Sure. There was arguably a benefit in exposing the hardware mixer back in the *40 and earlier machines, since volume was also under hardware control back then. The mute support is somewhat vestigial, and I don't think trying to tie into it is going to make things better.
You seem to know the history better than I do, but if there are significant power savings or some faint noise removed (e g by turning an amplifier off or so) by using the hardware mute, then it could still be worth pursuing.
Second, about the mute LEDs and mic-mute LEDs, we currently have several interfaces to choose from: a) HP LEDs currently uses a ALSA kcontrol to control them. For Mute LED there is also a limited automatic control of this LED from kernel space (by default), so it follows the status of "Master Playback Switch" IIRC.
HDA has support for mute LEDs that are tied to GPIO lines on the codec - is this the extent of it?
Yes, essentially. HDA has support for GPIOs, and HP on IDT codecs use that to control LEDs. HP on Realtek codecs (not as common) use VREF outputs on unused mic pins.
b) thinkpad-acpi currently uses custom sysfs nodes to control the LEDs.
Right.
c) and we also have the /sys/class/leds interface.
Yeah.
It's important we get a consistent interfaces towards userspace for the LEDs. And we should also make sure we don't have a permissions problem: if we want the mute/mic-mute LED to follow the status of the currently selected sound card in PulseAudio, which IMO should be our goal, writes cannot be root-only.

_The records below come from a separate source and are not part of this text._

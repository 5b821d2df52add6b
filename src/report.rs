//! Run report: what ran, how it ended, what was uploaded.

use crate::artifacts::Artifact;
use crate::error::{ReleaseError, Result};
use crate::project::DescriptionKind;
use crate::settings::{FailurePolicy, Settings};
use crate::steps::ReleaseStep;
use serde::Serialize;
use std::fs;
use std::io::Write;
use std::path::{Path, PathBuf};
use std::time::Duration;

/// Outcome of a single step
#[derive(Debug, Clone, Copy, PartialEq, Eq, Serialize)]
#[serde(rename_all = "snake_case")]
pub enum StepStatus {
    /// The step ran and succeeded
    Succeeded,
    /// The step ran, or was attempted, and failed
    Failed,
    /// The step was not run
    Skipped,
}

/// Record of one step of the run
#[derive(Debug, Clone, Serialize)]
pub struct StepRecord {
    /// Which step
    pub step: ReleaseStep,
    /// Command line, as displayed
    pub command: String,
    /// How the step ended
    pub status: StepStatus,
    /// Exit code of the external command, when it ran
    pub exit_code: Option<i32>,
    /// Error or skip reason
    pub note: Option<String>,
    /// When the step started, if it ran
    pub started_at: Option<chrono::DateTime<chrono::Utc>>,
    /// Wall-clock duration
    pub duration_ms: u64,
}

/// Complete report of one release run
#[derive(Debug, Clone, Serialize)]
pub struct RunReport {
    /// Unique ID for this run
    pub run_id: String,
    /// Project directory of the run
    pub project_dir: PathBuf,
    /// Description file kind that drove the build
    pub description: DescriptionKind,
    /// Package name, when statically known
    pub package_name: Option<String>,
    /// Package version, when statically known
    pub package_version: Option<String>,
    /// Failure policy in effect
    pub policy: FailurePolicy,
    /// When the run started
    pub started_at: chrono::DateTime<chrono::Utc>,
    /// When the run finished
    pub finished_at: Option<chrono::DateTime<chrono::Utc>>,
    /// One record per step, in plan order
    pub steps: Vec<StepRecord>,
    /// Stale files removed from the dist directory before building
    pub removed_stale: Vec<PathBuf>,
    /// Artifacts produced by the build step
    pub artifacts: Vec<Artifact>,
    /// Description of the credential source used for upload
    pub credentials: Option<String>,
    /// Process exit code of the run
    pub exit_code: i32,
}

impl RunReport {
    /// Start a report for a run
    pub fn new(
        settings: &Settings,
        description: DescriptionKind,
        package_name: Option<String>,
        package_version: Option<String>,
    ) -> Self {
        let now = chrono::Utc::now();
        let run_id = format!(
            "release-{}-{}",
            package_version.as_deref().unwrap_or("unknown"),
            now.timestamp()
        );

        Self {
            run_id,
            project_dir: settings.project_dir.clone(),
            description,
            package_name,
            package_version,
            policy: settings.policy,
            started_at: now,
            finished_at: None,
            steps: Vec::new(),
            removed_stale: Vec::new(),
            artifacts: Vec::new(),
            credentials: None,
            exit_code: 0,
        }
    }

    /// Record a step that ran
    pub fn record(
        &mut self,
        step: ReleaseStep,
        command: String,
        started_at: chrono::DateTime<chrono::Utc>,
        elapsed: Duration,
        outcome: std::result::Result<(), &ReleaseError>,
    ) {
        let (status, exit_code, note) = match outcome {
            Ok(()) => (StepStatus::Succeeded, Some(0), None),
            Err(e) => {
                let exit_code = match e {
                    ReleaseError::Tool(crate::error::ToolError::NonZeroExit { code, .. }) => *code,
                    _ => None,
                };
                (StepStatus::Failed, exit_code, Some(e.to_string()))
            }
        };

        self.steps.push(StepRecord {
            step,
            command,
            status,
            exit_code,
            note,
            started_at: Some(started_at),
            duration_ms: elapsed.as_millis().try_into().unwrap_or(u64::MAX),
        });
    }

    /// Record a step that did not run
    pub fn skip(&mut self, step: ReleaseStep, command: String, reason: &str) {
        self.steps.push(StepRecord {
            step,
            command,
            status: StepStatus::Skipped,
            exit_code: None,
            note: Some(reason.to_string()),
            started_at: None,
            duration_ms: 0,
        });
    }

    /// Close the report with the process exit code
    pub fn finish(&mut self, exit_code: i32) {
        self.exit_code = exit_code;
        self.finished_at = Some(chrono::Utc::now());
    }

    /// Record for a step, if it was reached
    pub fn step(&self, step: ReleaseStep) -> Option<&StepRecord> {
        self.steps.iter().find(|r| r.step == step)
    }

    /// Whether a step ran successfully
    pub fn has_succeeded(&self, step: ReleaseStep) -> bool {
        self.step(step)
            .is_some_and(|r| r.status == StepStatus::Succeeded)
    }

    /// Whether the external command of a step was started
    pub fn was_executed(&self, step: ReleaseStep) -> bool {
        self.step(step)
            .is_some_and(|r| r.status != StepStatus::Skipped)
    }

    /// Whether every step that ran succeeded
    pub fn succeeded(&self) -> bool {
        self.exit_code == 0
            && self
                .steps
                .iter()
                .all(|r| r.status != StepStatus::Failed)
    }

    /// Elapsed time from start to finish
    pub fn elapsed(&self) -> chrono::Duration {
        self.finished_at.unwrap_or_else(chrono::Utc::now) - self.started_at
    }

    /// One-line summary
    pub fn summary(&self) -> String {
        let count = |status: StepStatus| self.steps.iter().filter(|r| r.status == status).count();
        format!(
            "{} steps succeeded, {} failed, {} skipped; {} artifact(s); exit code {}",
            count(StepStatus::Succeeded),
            count(StepStatus::Failed),
            count(StepStatus::Skipped),
            self.artifacts.len(),
            self.exit_code
        )
    }

    /// Pretty JSON rendering
    pub fn to_json(&self) -> Result<String> {
        Ok(serde_json::to_string_pretty(self)?)
    }

    /// Write the report as JSON, atomically (temp file + rename)
    pub fn write_to(&self, path: &Path) -> Result<()> {
        let serialized = self.to_json()?;
        let temp_path = path.with_extension("tmp");

        {
            let mut file = fs::File::create(&temp_path)?;
            file.write_all(serialized.as_bytes())?;
            file.sync_all()?;
        }

        fs::rename(&temp_path, path)?;
        Ok(())
    }
}

#[cfg(test)]
mod tests {
    use super::*;
    use crate::error::ToolError;

    fn report() -> RunReport {
        RunReport::new(
            &Settings::default(),
            DescriptionKind::SetupPy,
            Some("pkg".to_string()),
            Some("1.0".to_string()),
        )
    }

    #[test]
    fn test_record_failure_keeps_exit_code() {
        let mut report = report();
        let err = ReleaseError::Tool(ToolError::NonZeroExit {
            command: "python3 setup.py sdist bdist_wheel".to_string(),
            code: Some(2),
        });
        report.record(
            ReleaseStep::Build,
            "python3 setup.py sdist bdist_wheel".to_string(),
            chrono::Utc::now(),
            Duration::from_millis(5),
            Err(&err),
        );
        report.skip(ReleaseStep::Upload, "python3 -m twine upload".to_string(), "previous step failed");
        report.finish(2);

        let build = report.step(ReleaseStep::Build).expect("build recorded");
        assert_eq!(build.status, StepStatus::Failed);
        assert_eq!(build.exit_code, Some(2));
        assert!(report.was_executed(ReleaseStep::Build));
        assert!(!report.was_executed(ReleaseStep::Upload));
        assert!(!report.succeeded());
        assert!(report.summary().contains("1 failed"));
    }

    #[test]
    fn test_successful_upload_and_elapsed() {
        let mut report = report();
        report.record(
            ReleaseStep::Upload,
            "python3 -m twine upload --non-interactive".to_string(),
            chrono::Utc::now(),
            Duration::from_millis(5),
            Ok(()),
        );
        assert!(report.has_succeeded(ReleaseStep::Upload));
        assert!(!report.has_succeeded(ReleaseStep::Build));

        report.finish(0);
        assert!(report.succeeded());
        assert!(report.elapsed() >= chrono::Duration::zero());
    }

    #[test]
    fn test_write_to_produces_json() {
        let dir = tempfile::tempdir().expect("tempdir");
        let path = dir.path().join("report.json");
        let mut report = report();
        report.finish(0);
        report.write_to(&path).expect("write report");

        let value: serde_json::Value =
            serde_json::from_str(&fs::read_to_string(&path).expect("read")).expect("json");
        assert_eq!(value["package_name"], "pkg");
        assert_eq!(value["policy"], "fail-fast");
        assert_eq!(value["description"], "setup_py");
        assert!(!dir.path().join("report.tmp").exists());
    }
}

I'm not convinced that should be our goal - if the mic mute light is on, I'd expect *all* mics to be muted, since the point of the light there is something of a privacy guard.
I see your point, but the question is what is more of a privacy guard here. Do you expect USB mics and Bluetooth mics/headsets to be muted too?

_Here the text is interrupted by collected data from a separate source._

//! Package description discovery (setup.py or pyproject.toml) and metadata extraction.

use crate::error::{ProjectError, Result};
use regex::Regex;
use serde::Serialize;
use std::path::{Path, PathBuf};
use std::sync::LazyLock;

/// Kind of package description file driving the build
#[derive(Debug, Clone, Copy, PartialEq, Eq, Serialize)]
#[serde(rename_all = "snake_case")]
pub enum DescriptionKind {
    /// Classic setuptools script
    SetupPy,
    /// PEP 517 project built with `python -m build`
    Pyproject,
}

impl DescriptionKind {
    /// File name of the description
    pub fn file_name(self) -> &'static str {
        match self {
            DescriptionKind::SetupPy => "setup.py",
            DescriptionKind::Pyproject => "pyproject.toml",
        }
    }
}

/// Name and version as far as they can be read statically
#[derive(Debug, Clone, Default, PartialEq, Eq, Serialize)]
pub struct PackageMetadata {
    /// Distribution name as written in the description
    pub name: Option<String>,
    /// Version string as written in the description
    pub version: Option<String>,
}

impl PackageMetadata {
    /// `name-version` prefix shared by the sdist and wheel file names
    pub fn artifact_stem(&self) -> Option<String> {
        match (&self.name, &self.version) {
            (Some(name), Some(version)) => Some(format!("{}-{}", normalize_name(name), version)),
            _ => None,
        }
    }
}

/// The package description found in a project directory
#[derive(Debug, Clone, Serialize)]
pub struct PackageDescription {
    /// Which file drives the build
    pub kind: DescriptionKind,
    /// Path to that file
    pub path: PathBuf,
    /// Statically known name and version
    pub metadata: PackageMetadata,
}

impl PackageDescription {
    /// Locate the package description in `dir`
    ///
    /// `setup.py` wins when both files are present.
    pub fn discover(dir: &Path) -> Result<Self> {
        if !dir.is_dir() {
            return Err(ProjectError::DirectoryNotFound {
                path: dir.to_path_buf(),
            }
            .into());
        }

        let setup_py = dir.join(DescriptionKind::SetupPy.file_name());
        if setup_py.is_file() {
            let content = std::fs::read_to_string(&setup_py)?;
            let metadata = parse_setup_py(&content);
            log::debug!("Found setup.py at {} ({:?})", setup_py.display(), metadata);
            return Ok(Self {
                kind: DescriptionKind::SetupPy,
                path: setup_py,
                metadata,
            });
        }

        let pyproject = dir.join(DescriptionKind::Pyproject.file_name());
        if pyproject.is_file() {
            let content = std::fs::read_to_string(&pyproject)?;
            let metadata = parse_pyproject(&content).map_err(|reason| {
                ProjectError::InvalidPyproject {
                    path: pyproject.clone(),
                    reason,
                }
            })?;
            log::debug!(
                "Found pyproject.toml at {} ({:?})",
                pyproject.display(),
                metadata
            );
            return Ok(Self {
                kind: DescriptionKind::Pyproject,
                path: pyproject,
                metadata,
            });
        }

        Err(ProjectError::DescriptionNotFound {
            dir: dir.to_path_buf(),
        }
        .into())
    }
}

/// Extract literal `name=` and `version=` keyword arguments from a setup.py
///
/// Computed values (e.g. `version=get_version()`) are left unknown.
pub fn parse_setup_py(content: &str) -> PackageMetadata {
    static NAME_RE: LazyLock<Regex> = LazyLock::new(|| {
        Regex::new(r#"(?:^|[(,\s])name\s*=\s*["']([^"']+)["']"#).expect("name regex is valid")
    });
    static VERSION_RE: LazyLock<Regex> = LazyLock::new(|| {
        Regex::new(r#"(?:^|[(,\s])version\s*=\s*["']([^"']+)["']"#).expect("version regex is valid")
    });

    PackageMetadata {
        name: NAME_RE.captures(content).map(|c| c[1].trim().to_string()),
        version: VERSION_RE.captures(content).map(|c| c[1].trim().to_string()),
    }
}

/// Read `[project].name` and `[project].version` from a pyproject.toml
pub fn parse_pyproject(content: &str) -> std::result::Result<PackageMetadata, String> {
    let doc: toml::Table = toml::from_str(content).map_err(|e| e.to_string())?;
    let project = doc.get("project").and_then(|v| v.as_table());
    let field = |key: &str| {
        project
            .and_then(|p| p.get(key))
            .and_then(|v| v.as_str())
            .map(str::to_string)
    };
    Ok(PackageMetadata {
        name: field("name"),
        version: field("version"),
    })
}

/// Normalize a distribution name the way wheel file names spell it
///
/// Lowercases and collapses runs of `-`, `_` and `.` into a single `_`.
pub fn normalize_name(name: &str) -> String {
    let mut out = String::with_capacity(name.len());
    let mut in_separator = false;
    for ch in name.chars() {
        if matches!(ch, '-' | '_' | '.') {
            if !in_separator {
                out.push('_');
            }
            in_separator = true;
        } else {
            out.extend(ch.to_lowercase());
            in_separator = false;
        }
    }
    out
}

If so, are you expecting some kind of kernel-wide block of recording, including bluetooth, USB, and other sound cards? It does not sound like a practical approach to me.
And if not, where do you draw the line and why?

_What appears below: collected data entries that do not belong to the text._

//! Command execution.
//!
//! Each subcommand returns the process exit code; fatal errors bubble up to
//! `main`, which prints them with recovery suggestions.

mod check;
mod plan;
mod release;

use crate::cli::{Args, Command, OutputManager};
use crate::error::{CliError, Result};

use check::execute_check;
use plan::execute_plan;
use release::execute_release;

/// Execute the selected command
pub async fn execute_command(args: Args) -> Result<i32> {
    if let Err(reason) = args.validate() {
        return Err(CliError::InvalidArguments { reason }.into());
    }

    let output = OutputManager::new(args.options.json);
    let command = args.command();
    log::debug!("Executing '{}' with {:?}", command.name(), args.options);

    match command {
        Command::Release => execute_release(&args, &output).await,
        Command::Plan => execute_plan(&args, &output),
        Command::Check => execute_check(&args, &output),
    }
}

/// Print a serializable value as pretty JSON on stdout
pub(super) fn print_json<T: serde::Serialize>(value: &T) -> Result<()> {
    let rendered = serde_json::to_string_pretty(value)?;
    println!("{}", rendered);
    Ok(())
}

It's not quite as clear that I'd expect the mute LED to bind to everything. However, given a single "currently selected sound card", there's no obviously user-visible difference between muting the current device and muting all devices.
Given the privacy concerns around the microphone LED, I think any exposed LED would have to be either under kernel control. Having a compromised component of a user session be able to record audio while leaving the LED lit would be a problem.
To decide what the LEDs bind to is a design issue. I was thinking that by giving control to userspace would give different implementations/distros/etc the most freedom to do what design they wanted.
However, since, the hotkeys and the mutes are often very closely related physically (e g the mute LED is physically located on the mute button), I would expect them to follow each other. And the mute hotkey mutes the current default PulseAudio output, so I'd expect the mic mute hotkey to mute the current default PulseAudio input, and the LEDs to update according to those mute states.
The privacy issue is interesting, but I don't see a practical way of implementing things that would protect us against compromised userspaces.